Diversification, skills need and competitiveness at heart of Australia strategy

The diversification laid out in the Connected, Creative and Caring plan includes both diversifying student cohorts and source countries as well as growing education offerings to “capitalise on digital and offshore opportunities”.

To meet the country’s skills needs the government will improve education providers’ understanding of Australia’s future skills needs and expand opportunities for non-Australian Qualifications Framework courses to be delivered offshore.

In addition, it will cooperate with the sector to build research and collaboration capability to ensure Australia “continues to be an attractive, secure and trusted international research collaboration partner”.

Strengthening connections between international students and Australian students and communities, enhancing people-to-people links through international education mobility and focusing on student experience and wellbeing are also prioritised in the document.

“An optimal make-up of international student cohorts also enhances the learning experience of Australian students”

The government has said it will work to enhance students’ awareness of rights and responsibilities while living, working and studying in Australia, and support the capability of all providers to deliver student support programs. To do so it will work with the sector and state and territory governments, and maintain Council for International Education representation to ensure international students continue to inform relevant policies.

The strategy notes that the past 20 months have been “extremely challenging” for the sector, and points to overall student satisfaction dropping among onshore undergraduate students in 2020.

Included in the strategy are visa setting changes announced on November 25, along side a $37m financial package to support the sector.

Among the adjustments is permanently increasing the length of temporary graduate visas from two to three years for masters by coursework students, as well as temporarily increasing VET graduate visas from 18 to 24 months and removing the requirement for a qualification assessment and occupation nomination from the skilled occupation lists for 2022-23 financial year.

Additionally, temporary graduate visa holders, who lost time due to pandemic travel restrictions, will be permitted to reapply for replacement visas.

In October, The PIE revealed that the government was considering introducing visa reforms.

The government said the new visa settings will help to maintain competitiveness, and when promoting the Australian education offer globally it will “focus on attributes that set us apart from competitors”.

Work with domestic and international stakeholders will “strengthen the recognition of Australian qualifications to secure further study and employment opportunities for all students that study with Australia”, it added.

Writing in the strategy, minister for Education and Youth and chair of Council for International Education, Alan Tudge, said he is “optimistic about the rebound of the sector” following the announcement of borders reopening to fully vaccinated international students from December 1.

Diversification of international student cohorts is important as concentration on a small number of countries “presents significant financial risk to individual providers and to the sector more broadly”, he noted.
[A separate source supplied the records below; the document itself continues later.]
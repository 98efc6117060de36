//! Append-only log of beacons observed from peers.

use std::collections::HashSet;

use exposure_crypto::RollingProximityIdentifier;
use exposure_proto::ObservedBeacon;
use tracing::trace;

use crate::storage::{ExposureRecord, Storage, StorageError};

/// Write and query side of the exposure log.
#[derive(Clone)]
pub struct ExposureLog<S: Storage> {
    storage: S,
}

impl<S: Storage> ExposureLog<S> {
    /// Log backed by `storage`.
    pub fn new(storage: S) -> Self {
        Self { storage }
    }

    /// Append one observation. Returns the record id.
    pub fn record(&self, beacon: &ObservedBeacon, observed_at_secs: u64) -> Result<u64, StorageError> {
        let id = self.storage.append_exposure(&beacon.rpi, &beacon.aem, observed_at_secs)?;
        trace!(id, rpi = %beacon.rpi, "logged beacon");
        Ok(id)
    }

    /// Observations whose RPI is in `rpis`.
    pub fn matching(
        &self,
        rpis: &HashSet<RollingProximityIdentifier>,
    ) -> Result<Vec<ExposureRecord>, StorageError> {
        self.storage.exposures_matching(rpis)
    }

    /// Every observation still retained.
    pub fn all(&self) -> Result<Vec<ExposureRecord>, StorageError> {
        self.storage.load_exposures()
    }
}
In 2020, the top five source countries accounted for 72% of international enrolments at Australian universities – up from around 60% in 2010, the document noted. Competitor markets including the US, the UK and Canada are all looking to diversify to support sustainable growth in international education enrolments, it added.

While key partner countries such as India and China remain valued partners, the government is committed to working with the sector to identify “optimal” diversification strategies.

“Importantly, an optimal make-up of international student cohorts also enhances the learning experience of Australian students, a key objective of international education,” Tudge added.

“Through increasing the diversity of courses in which international students enrol, there are opportunities for a stronger alignment between international education and Australian skills needs.”

Transnational education has the potential to reach larger cohorts of learners than the traditional model of intensive onshore education, the strategy noted, and the government will seek to grow its “relatively small” online international education footprint.

“It is timely to capitalise on these [Covid-19] learnings and growth in digital offerings to position Australian education to cohorts of young people who are coming of age in an increasingly digital environment and have familiarity and appetite with digital service delivery,” the document read.

A 40% drop in overall international commencements compared with pre-pandemic levels poses “very serious challenges” for universities and their ability to play the fullest part in national recovery, Universities Australia chief executive Catriona Jackson said.

The strategy shows that the federal government has acknowledged the contribution of international education, and its role in recovery from the pandemic, she continued.

“To complement the impending return of international students from December 1, universities were pleased to see positive announcements on student visa settings, enabling them to re-apply for temporary graduate visas or extend their length of stay from two to three years,” Jackson said.

“Long term vision is important”

“Long term vision is important, and we look forward to discussing how the government proposes to implement the strategy in conjunction with the sector over the next decade.”

Independent Tertiary Education Council Australia noted that independent higher education and vocational training providers had “been walloped in the past 18 months”.

“The release of the new strategy could not have come at a better time,” said chief executive Troy Williams.

Independent higher education and vocational training providers recognise that the dependence on a small number of markets for overseas students is not sustainable, Williams added.

“Not only are they looking at new markets such as Latin America, they are also looking at new ways to support students. A growing number of ITECA members are progressing new business models that will see them open campuses in off-short markets, an approach that allows them to support a significant number of students.”

The strategy – which government launched a consultation on earlier this year – received over 120 written submissions, with 1,600+ individuals participating in consultation process webinars and workshops.